问题
While attempting to answer a question by Mehrdad, I concocted the little function below (in action at liveworkspace):
template <typename T, unsigned low, unsigned high>
static constexpr auto highest_index_in() ->
typename std::enable_if<high >= low, unsigned>::type
{
return low == high ? low :
high == low + 1 ? (exists<T, high>() ? high : low) :
exists<T, (high + low)/2>() ? highest_index_in<T, (high+low)/2, high>() :
highest_index_in<T, low, (high+low)/2>();
} // highest_index_in
(where exists is O(1))
The compilation is extremely slow though (on liveworkspace), and attempting to use wide ranges fail utterly with compiler crashes ([0, ~0u] does not work...).
I believe I managed to implement the recursion correctly (I would be glad to be contradicted), and yet...
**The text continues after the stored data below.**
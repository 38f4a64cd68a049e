//! # IPA Error Handling
//!
//! One error type for the whole driver stack.
//!
//! - Errors are plain `Copy` values, usable from any context
//! - Every error maps to exactly one kernel errno for the caller
//! - Contract violations are not errors; they panic
//!
//! ## Categories
//!
//! ```text
//! ┌─────────────────────┬───────────────────────────────────────────┐
//! │ InvalidArgument     │ bad opcode, over-limit count, overflow    │
//! │ ResourceExhaustion  │ payload, pool or DMA allocation failure   │
//! │ TransferFault       │ a bounded user copy could not complete    │
//! │ HardwareSequencing  │ a bring-up step did not complete          │
//! │ NotSupported        │ unknown command                           │
//! │ OperationFailed     │ an external handler reported failure      │
//! └─────────────────────┴───────────────────────────────────────────┘
//! ```

use core::fmt;

// =============================================================================
// RESULT TYPE
// =============================================================================

/// IPA Result type alias
pub type Result<T> = core::result::Result<T, Error>;

// =============================================================================
// ERRNO VALUES
// =============================================================================

/// Kernel errno values returned across the device-node boundary
pub mod errno {
    /// Operation not permitted
    pub const EPERM: i32 = 1;
    /// I/O error
    pub const EIO: i32 = 5;
    /// Out of memory
    pub const ENOMEM: i32 = 12;
    /// Bad address
    pub const EFAULT: i32 = 14;
    /// No such device
    pub const ENODEV: i32 = 19;
    /// Invalid argument
    pub const EINVAL: i32 = 22;
    /// Inappropriate ioctl for device
    pub const ENOTTY: i32 = 25;
    /// Driver requests probe retry
    pub const EPROBE_DEFER: i32 = 517;
    /// No compat ioctl translation
    pub const ENOIOCTLCMD: i32 = 515;
}

// =============================================================================
// ERROR KIND
// =============================================================================

/// Error classification
#[derive(Debug, Clone, Copy, PartialEq, Eq, Hash)]
#[repr(u8)]
pub enum ErrorKind {
    /// Malformed or out-of-range request, rejected before any side effect
    InvalidArgument    = 0,
    /// An allocation could not be satisfied
    ResourceExhaustion = 1,
    /// Copy to or from the caller faulted
    TransferFault      = 2,
    /// Hardware or collaborator did not complete a sequence
    HardwareSequencing = 3,
    /// The request is not known to this driver
    NotSupported       = 4,
    /// An external handler failed
    OperationFailed    = 5,
}

impl ErrorKind {
    /// Get category name
    pub const fn category(&self) -> &'static str {
        match self {
            Self::InvalidArgument => "invalid-argument",
            Self::ResourceExhaustion => "resource-exhaustion",
            Self::TransferFault => "transfer-fault",
            Self::HardwareSequencing => "hardware-sequencing",
            Self::NotSupported => "not-supported",
            Self::OperationFailed => "operation-failed",
        }
    }

    /// Whether the caller's request or buffer was at fault
    pub const fn is_caller_fault(&self) -> bool {
        matches!(self, Self::InvalidArgument | Self::TransferFault)
    }
}

impl fmt::Display for ErrorKind {
    fn fmt(&self, f: &mut fmt::Formatter<'_>) -> fmt::Result {
        f.write_str(self.category())
    }
}

// =============================================================================
// ERROR ENUM
// =============================================================================

/// IPA unified error type
#[derive(Debug, Clone, Copy, PartialEq, Eq)]
#[non_exhaustive]
pub enum Error {
    // =========================================================================
    // Request Errors
    // =========================================================================
    /// Over-limit count, overflowing size, or malformed argument
    InvalidArgument,
    /// Command word does not name a known command
    UnknownCommand,
    /// Narrow-pointer command has no native counterpart
    NoCompatCommand,
    /// Copy to or from the caller's buffer did not complete
    TransferFault,
    /// External handler reported failure
    OperationFailed,

    // =========================================================================
    // Memory Errors
    // =========================================================================
    /// Allocation failed
    OutOfMemory,
    /// Register window could not be mapped
    MappingFailed,

    // =========================================================================
    // Hardware Errors
    // =========================================================================
    /// Hardware or a required handle is absent
    NoDevice,
    /// A collaborator is not ready yet; attach may be retried
    ProbeDeferred,
    /// Operation not permitted for this hardware configuration
    NotPermitted,
    /// A clock, bus or command sequence did not complete
    Sequencing,
    /// Hardware generation has no capability table
    UnsupportedHardware,
}

impl Error {
    /// Classify this error
    pub const fn kind(&self) -> ErrorKind {
        match self {
            Self::InvalidArgument | Self::UnsupportedHardware => ErrorKind::InvalidArgument,
            Self::UnknownCommand | Self::NoCompatCommand => ErrorKind::NotSupported,
            Self::TransferFault => ErrorKind::TransferFault,
            Self::OperationFailed => ErrorKind::OperationFailed,
            Self::OutOfMemory | Self::MappingFailed => ErrorKind::ResourceExhaustion,
            Self::NoDevice | Self::ProbeDeferred | Self::NotPermitted | Self::Sequencing => {
                ErrorKind::HardwareSequencing
            },
        }
    }

    /// Positive errno for this error
    pub const fn errno(&self) -> i32 {
        match self {
            Self::InvalidArgument => errno::EINVAL,
            Self::UnknownCommand => errno::ENOTTY,
            Self::NoCompatCommand => errno::ENOIOCTLCMD,
            Self::TransferFault | Self::MappingFailed => errno::EFAULT,
            Self::OperationFailed | Self::NotPermitted => errno::EPERM,
            Self::OutOfMemory => errno::ENOMEM,
            Self::NoDevice | Self::UnsupportedHardware => errno::ENODEV,
            Self::ProbeDeferred => errno::EPROBE_DEFER,
            Self::Sequencing => errno::EIO,
        }
    }

    /// Value handed back to the caller of a control entry point
    pub const fn to_return_code(&self) -> i64 {
        -(self.errno() as i64)
    }
}

impl fmt::Display for Error {
    fn fmt(&self, f: &mut fmt::Formatter<'_>) -> fmt::Result {
        match self {
            // Request
            Self::InvalidArgument => write!(f, "invalid argument"),
            Self::UnknownCommand => write!(f, "unknown command"),
            Self::NoCompatCommand => write!(f, "no compat translation for command"),
            Self::TransferFault => write!(f, "fault during user transfer"),
            Self::OperationFailed => write!(f, "operation failed"),

            // Memory
            Self::OutOfMemory => write!(f, "out of memory"),
            Self::MappingFailed => write!(f, "register window mapping failed"),

            // Hardware
            Self::NoDevice => write!(f, "no such device"),
            Self::ProbeDeferred => write!(f, "probe deferred"),
            Self::NotPermitted => write!(f, "operation not permitted"),
            Self::Sequencing => write!(f, "hardware sequencing failed"),
            Self::UnsupportedHardware => write!(f, "unsupported hardware generation"),
        }
    }
}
Thus the question: when evaluating the various ternary operators calls here, may the compiler elide the computation of the not-taken branch ?
回答1:
No, the compiler can not skip the evaluation of the not-taken branches of the ternary operator, because to do so means the compiler first has to establish there are no conflicting overloads and/or template specialisations in any of those branches possible that could render the program ill-formed. To do that determination, the compiler effectively has to instantiate the templates used on the branches and perform overload resolution on the functions.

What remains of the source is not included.